Prior to 1996 or so, when we went out to restaurants merely for food and drink, before the restaurant boom and the foodie culture, the odds of us paying $150 for a seat at the Providence Performing Arts Center to watch a chef and a food writer sit on the stage and banter were slim and none. Dining out is entertainment today.

Chefs and food writers such as Anthony Bourdain, former host of the Travel Channel’s “No Reservations,” and Eric Ripert, renowned chef of Le Bernardin, are rock stars. So why does the myth persist that the restaurant business is so uncertain? University studies going back to those pre-rock-star days, and current evidence shed light on this so-called conventional wisdom.

A website clearinghouse for independent restaurateurs attempted to examine the restaurant-startup-failure myth. Restaurantowner.com contacted the National Restaurant Association to find some hard evidence of failure rates. The response from the organization’s research department: “We don’t track restaurant failures.”

Cornell and Michigan State University each conducted a study of restaurants in three local markets over a 10-year period back before 2000. They came to the conclusion that after the first year of being in business, 27 percent of restaurant startups failed. As time went on, the number increased after five years to 70 percent, still a far cry from nine out of 10 not making it past 12 months. And even back in the ’90s, Ohio State University researchers debunked the 90 percent first-year figure.

According to H.G. Parsa, associate professor of hospitality management at Ohio State, restaurants in Columbus, Ohio failed at a rate of 57 to 61 percent for a three-year period from 1996 to 1999. The highest failure rate was noted during the first year, when about 26 percent of the restaurants failed. Columbus happens to be the home of several chain-restaurant headquarters, so there may have been some experimental concepts among those eateries which closed their doors during the period of the study. Still, not 90 percent.

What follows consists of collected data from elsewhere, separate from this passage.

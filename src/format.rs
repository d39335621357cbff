//! Reply text for standings, calendars and results.
//!
//! Upstream dates are `YYYY-MM-DD` with times in UTC (`HH:MM:SSZ`).
//! [`localize`] rewrites a race into display form ("2 марта 2024", "18:00"
//! in the display zone); the text formatters expect localized races.

use chrono::{DateTime, Datelike, NaiveDate, NaiveDateTime, NaiveTime, TimeZone, Utc};
use chrono_tz::Tz;

use crate::ergast::{ConstructorStanding, DriverStanding, Race, RaceResult, Session};
use crate::keyboard::{Button, Card};

const MONTHS: [&str; 12] = [
    "января",
    "февраля",
    "марта",
    "апреля",
    "мая",
    "июня",
    "июля",
    "августа",
    "сентября",
    "октября",
    "ноября",
    "декабря",
];

pub const UNKNOWN_TIME: &str = "неизвестно";

fn ru_date(date: NaiveDate) -> String {
    format!("{} {} {}", date.day(), MONTHS[date.month0() as usize], date.year())
}

/// `2024-03-02` -> `2 марта 2024`.
pub fn localize_date(date: &str) -> Result<String, chrono::ParseError> {
    NaiveDate::parse_from_str(date, "%Y-%m-%d").map(ru_date)
}

/// Start of a session in UTC. A missing time means midnight.
pub fn parse_session(date: &str, time: Option<&str>) -> Result<DateTime<Utc>, chrono::ParseError> {
    let naive = match time {
        Some(time) => {
            NaiveDateTime::parse_from_str(&format!("{date} {time}"), "%Y-%m-%d %H:%M:%SZ")?
        }
        None => NaiveDate::parse_from_str(date, "%Y-%m-%d")?.and_time(NaiveTime::MIN),
    };
    Ok(Utc.from_utc_datetime(&naive))
}

fn localize_session(session: &Session, tz: Tz) -> Result<Session, chrono::ParseError> {
    if session.date.is_empty() {
        return Ok(session.clone());
    }
    match session.time.as_deref() {
        Some(time) => {
            let local = parse_session(&session.date, Some(time))?.with_timezone(&tz);
            Ok(Session {
                date: ru_date(local.date_naive()),
                time: Some(local.format("%H:%M").to_string()),
            })
        }
        None => Ok(Session {
            date: localize_date(&session.date)?,
            time: Some(UNKNOWN_TIME.to_string()),
        }),
    }
}

fn localize_opt(session: &Option<Session>, tz: Tz) -> Result<Option<Session>, chrono::ParseError> {
    session.as_ref().map(|s| localize_session(s, tz)).transpose()
}

/// Copy of `race` with every session date and time in display form.
pub fn localize(race: &Race, tz: Tz) -> Result<Race, chrono::ParseError> {
    let start = localize_session(&race.start(), tz)?;
    Ok(Race {
        date: start.date,
        time: start.time,
        first_practice: localize_opt(&race.first_practice, tz)?,
        second_practice: localize_opt(&race.second_practice, tz)?,
        third_practice: localize_opt(&race.third_practice, tz)?,
        qualifying: localize_opt(&race.qualifying, tz)?,
        sprint_qualifying: localize_opt(&race.sprint_qualifying, tz)?,
        sprint: localize_opt(&race.sprint, tz)?,
        ..race.clone()
    })
}

/// Whole days between the last race start and `now`, rounded down.
pub fn days_since(last_race: DateTime<Utc>, now: DateTime<Utc>) -> i64 {
    (now - last_race).num_hours().div_euclid(24)
}

/// True once the final race of the calendar has started.
pub fn season_finished(races: &[Race], now: DateTime<Utc>) -> Result<bool, chrono::ParseError> {
    match races.last() {
        Some(last) => Ok(now >= parse_session(&last.date, last.time.as_deref())?),
        None => Ok(true),
    }
}

/// First race starting strictly after `now`.
pub fn find_next_race(races: &[Race], now: DateTime<Utc>) -> Result<Option<&Race>, chrono::ParseError> {
    for race in races {
        if parse_session(&race.date, race.time.as_deref())? > now {
            return Ok(Some(race));
        }
    }
    Ok(None)
}

pub fn driver_standings(drivers: &[DriverStanding]) -> String {
    drivers
        .iter()
        .map(|d| format!("{:>2} | {:<3} - {:<3} \n", d.position_text, d.driver.code, d.points))
        .collect()
}

pub fn constructor_standings(constructors: &[ConstructorStanding]) -> String {
    constructors
        .iter()
        .map(|c| format!("{:>2} | {} - {:<3} \n", c.position, c.constructor.name, c.points))
        .collect()
}

fn session_text(session: Option<&Session>) -> String {
    match session {
        Some(s) if !s.date.is_empty() => {
            format!("{} {}", s.date, s.time.as_deref().unwrap_or(UNKNOWN_TIME))
        }
        _ => UNKNOWN_TIME.to_string(),
    }
}

/// One calendar entry of a localized race.
pub fn race_summary(race: &Race) -> String {
    format!(
        "Номер этапа: {},\nНазвание этапа: {},\nДата этапа: {},\nВремя этапа: {}.\n\n",
        race.round,
        race.race_name,
        race.date,
        race.time.as_deref().unwrap_or(UNKNOWN_TIME)
    )
}

pub fn calendar(races: &[Race]) -> String {
    races.iter().map(race_summary).collect()
}

/// Weekend schedule of a localized race; sprint weekends list the sprint
/// sessions instead of the second and third practice.
pub fn race_full_info(race: &Race) -> String {
    let start = session_text(Some(&race.start()));
    if race.has_sprint() {
        // Seasons before the SprintQualifying block reported it as the second practice.
        let sprint_qualifying = race.sprint_qualifying.as_ref().or(race.second_practice.as_ref());
        format!(
            "Номер этапа: {},\nНазвание этапа: {},\nВремя гонки: {},\n\nПрактика: {},\nКвалификация: {},\n\nКвалификация спринта: {}, \nСпринт: {}.\n\n",
            race.round,
            race.race_name,
            start,
            session_text(race.first_practice.as_ref()),
            session_text(race.qualifying.as_ref()),
            session_text(sprint_qualifying),
            session_text(race.sprint.as_ref()),
        )
    } else {
        format!(
            "Номер этапа: {},\nНазвание этапа: {},\nВремя гонки: {},\n\nПервая практика: {},\nВторая практика: {}, \nТретья практика: {},\nКвалификация: {}.\n",
            race.round,
            race.race_name,
            start,
            session_text(race.first_practice.as_ref()),
            session_text(race.second_practice.as_ref()),
            session_text(race.third_practice.as_ref()),
            session_text(race.qualifying.as_ref()),
        )
    }
}

/// Right-align the leading cells of each row into columns, then append
/// the row's free-form tail.
fn align_rows(rows: &[(Vec<String>, String)]) -> Vec<String> {
    let columns = rows.iter().map(|(cells, _)| cells.len()).max().unwrap_or(0);
    let widths: Vec<usize> = (0..columns)
        .map(|i| {
            let widest = rows
                .iter()
                .filter_map(|(cells, _)| cells.get(i))
                .map(|cell| cell.chars().count())
                .max()
                .unwrap_or(0);
            (widest + 1).max(2)
        })
        .collect();

    rows.iter()
        .map(|(cells, tail)| {
            let mut line: String = cells
                .iter()
                .zip(&widths)
                .map(|(cell, width)| format!("{cell:>width$}"))
                .collect();
            line.push_str(tail);
            line
        })
        .collect()
}

/// `pos | code | time - points`, or `pos | code | - status` for drivers who
/// did not finish. Zero-point finishes drop the points.
pub fn results_table(results: &[RaceResult]) -> String {
    let rows: Vec<(Vec<String>, String)> = results
        .iter()
        .map(|r| {
            let cells = vec![format!("{} |", r.position), format!("{} |", r.driver.code)];
            let time = r.time.as_ref().map(|t| t.time.as_str()).unwrap_or("");
            let tail = if !r.finished() {
                format!(" - {}", r.status)
            } else if r.points != "0" {
                format!(" {} - {}", time, r.points)
            } else {
                format!(" {}", time)
            };
            (cells, tail)
        })
        .collect();

    align_rows(&rows).into_iter().map(|line| line + "\n").collect()
}

/// Each driver followed by the qualifying segments they reached.
pub fn qualifying_table(results: &[RaceResult]) -> String {
    let rows: Vec<(Vec<String>, String)> = results
        .iter()
        .map(|r| (vec![format!("{} |", r.position), format!("{} |", r.driver.code)], String::new()))
        .collect();

    let mut out = String::new();
    for (line, r) in align_rows(&rows).into_iter().zip(results) {
        out.push_str(&line);
        out.push('\n');
        for (name, time) in [("Q1", &r.q1), ("Q2", &r.q2), ("Q3", &r.q3)] {
            if let Some(time) = time.as_deref().filter(|t| !t.is_empty()) {
                out.push_str(&format!(" {name}: {time}\n"));
            }
        }
        out.push('\n');
    }
    out
}

/// Carousel card for a localized race, with result buttons for each
/// session the weekend has.
pub fn grand_prix_card(race: &Race) -> Card {
    let mut buttons = vec![
        Button::new("Результат гонки", format!("raceRes_{}", race.round)),
        Button::new("Результат квалификации", format!("qualRes_{}", race.round)),
    ];
    if race.has_sprint() {
        buttons.push(Button::new("Результат спринта", format!("sprRes_{}", race.round)));
    }

    Card {
        title: race.race_name.clone(),
        description: format!(
            "{}\n{}, {}",
            race.circuit.circuit_name,
            race.date,
            race.time.as_deref().unwrap_or(UNKNOWN_TIME)
        ),
        link: race.url.clone(),
        buttons,
    }
}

There is no recent data. However, the marketplace has much information to be mined. When reopenings by other restaurateurs at “closed” locations are examined, the so-called failure equation becomes even more irrelevant. Here in Rhode Island this year, Benjamin and Heidi Sukle’s new restaurant, birch – correctly spelled in lower case – is scheduled to open in June at the former Tini space at 200 Washington Street, itself the historic location of a luncheonette known back in the day as The New Yorker. The couple - he the chef, she the front-of-house manager, the job once known as “hostess”- were on the startup team at The Dorrance, which is located in the restaurant space known previously as Federal Reserve. How does the conventional wisdom look at this? There are still restaurants at both addresses. Hanley’s Ale House and Cigar Bar now occupies the space that was formerly McFadden’s at 92 Pine St. in Providence, that had been America and once upon a time, the legendary Challenges.